Faith CoLab: Tapestry of Faith: Building the World We Dream About for Young Adults: An Anti-racist Multicultural Program

Fragments and Front Porches

By Rev. Elizabeth Buffington Nguyen, Leadership Development Associate for Youth and Young Adults of Color.

When I was 24, my father gave me a new name. I was learning Vietnamese in graduate school. The professor required all students who only had an English name to ask their parents to give them a Vietnamese name. My father chose Hien, meaning "gentle."

As a teenager I had yearned to have a Vietnamese name—all of my cousins had one. To me, not having a Vietnamese name was just another way that I was not whole, not authentically Asian, not Vietnamese enough, not worthy of my own family. I was, in theologian Rita Nakashima Brock's words, restless in my longing to belong. Years later, when my father named me as Hien, I didn't feel the simple relief of belonging that I had so craved. Instead I found something more sacred, something expansive, fierce, complex and true: I was born Elizabeth and I am also Hien; I am white and of color, American and Vietnamese.

Anti-oppression and antiracism work for me has always begun with my own identity. It has been the work to excavate my mind from the silt of internalized racism and the oppression of dominant culture. It has also begun with my own spirit, embracing both my yearning for wholeness and my love of this fragmented, multiple identity. In my Unitarian Universalist community faith I find companions, theology, and rituals that honor the fragments of my identities, my halves, my multi, my hyphenation, my two names.
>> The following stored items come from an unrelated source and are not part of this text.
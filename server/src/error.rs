//! Typed error taxonomy for the session engine.
//!
//! Every public operation on [`crate::sessions::SessionManager`] returns
//! [`SessionError`] instead of a bare `String` or a panic. Transports map
//! these to their own wire codes: HTTP status + JSON body, WebSocket
//! `{"type":"error","code":...}` frames, and JSON-RPC error objects.

use std::fmt;

/// Errors produced by the Command Surface.
#[derive(Debug, Clone)]
pub enum SessionError {
    /// `id` not found in the registry.
    NoSuchSession,
    /// Spawn failed: binary not resolvable, cwd invalid, permission denied.
    Spawn { reason: String },
    /// The working directory does not exist or is not a directory.
    Cwd { path: String },
    /// PTY allocation or FD exhaustion.
    Resource { reason: String },
    /// Read/write failure on the PTY.
    Io { op: &'static str, detail: String },
    /// Operation attempted on an exited session.
    ChildExited { code: Option<i32> },
    /// Invalid rows/cols, malformed bytes, missing action, etc.
    Argument { field: &'static str, why: String },
    /// Remote/MCP invocation lacks required permission.
    CapabilityDenied { capability: String },
    /// Close, write, or catch-up exceeded its bound.
    Timeout { op: &'static str },
}

impl fmt::Display for SessionError {
    fn fmt(&self, f: &mut fmt::Formatter<'_>) -> fmt::Result {
        match self {
            Self::NoSuchSession => write!(f, "session not found"),
            Self::Spawn { reason } => write!(f, "failed to spawn session: {reason}"),
            Self::Cwd { path } => write!(f, "invalid working directory: {path}"),
            Self::Resource { reason } => write!(f, "resource error: {reason}"),
            Self::Io { op, detail } => write!(f, "io error during {op}: {detail}"),
            Self::ChildExited { code } => match code {
                Some(c) => write!(f, "session already exited with code {c}"),
                None => write!(f, "session already exited"),
            },
            Self::Argument { field, why } => write!(f, "invalid argument {field}: {why}"),
            Self::CapabilityDenied { capability } => {
                write!(f, "capability denied: {capability}")
            }
            Self::Timeout { op } => write!(f, "operation timed out: {op}"),
        }
    }
}

impl std::error::Error for SessionError {}

impl SessionError {
    /// Stable machine-readable code, shared by the WS, REST, and MCP transports.
    pub fn code(&self) -> &'static str {
        match self {
            Self::NoSuchSession => "NO_SUCH_SESSION",
            Self::Spawn { .. } => "SPAWN_ERROR",
            Self::Cwd { .. } => "CWD_ERROR",
            Self::Resource { .. } => "RESOURCE_ERROR",
            Self::Io { .. } => "IO_ERROR",
            Self::ChildExited { .. } => "CHILD_EXITED",
            Self::Argument { .. } => "ARGUMENT_ERROR",
            Self::CapabilityDenied { .. } => "CAPABILITY_DENIED",
            Self::Timeout { .. } => "TIMEOUT",
        }
    }

    /// HTTP status code for the REST transport.
    pub fn http_status(&self) -> axum::http::StatusCode {
        use axum::http::StatusCode;
        match self {
            Self::NoSuchSession => StatusCode::NOT_FOUND,
            Self::Spawn { .. } | Self::Resource { .. } => StatusCode::INTERNAL_SERVER_ERROR,
            Self::Cwd { .. } | Self::Argument { .. } => StatusCode::BAD_REQUEST,
            Self::Io { .. } => StatusCode::BAD_GATEWAY,
            Self::ChildExited { .. } => StatusCode::CONFLICT,
            Self::CapabilityDenied { .. } => StatusCode::FORBIDDEN,
            Self::Timeout { .. } => StatusCode::GATEWAY_TIMEOUT,
        }
    }

    /// Render as the JSON body shape used by REST error responses.
    pub fn to_json(&self) -> serde_json::Value {
        serde_json::json!({
            "error": self.to_string(),
            "code": self.code(),
        })
    }
}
This work is not just about courageously loving myself—it is also about courageously loving my Unitarian Universalist kin as we try to live the Beloved Community of Dr. King's dream. It is about talking with white people about racism, about supporting people of color, Latino and Latina, and multiracial within Unitarian Universalism, about "isms" and power and answering the call of love. It is about having hard conversations with ministers who understand race very differently than I do, creating worship that is multicultural and alive, that resists tokenism and essentializing. It is about shifting resources and facilitating workshops, about sharing experiences of racism and asking questions, about embracing conflict with song and prayer. It is about encountering my own limits, as an ally and an antiracist person of faith. About messing up, and failing, and about asking for forgiveness and beginning again in love.

And it is about celebration—about moments of connection across great difference. Buddhist writer Jack Kornfield writes that in meditation:

Instead of clinging to an inflated, superhuman view of perfection, we learn to allow ourselves the space of kindness. There is a beauty in the ordinary. We invite the heart to sit on the front porch and experience from a place of rest the inevitable comings and goings of emotions and events, the struggles and successes of the world.

I love this image for thinking not just about meditation, but also for talking about race across difference.

When I am in conversation with someone who I think is very different from me, I try to let go of perfection and find that space of kindness. I invite my heart out onto the front porch.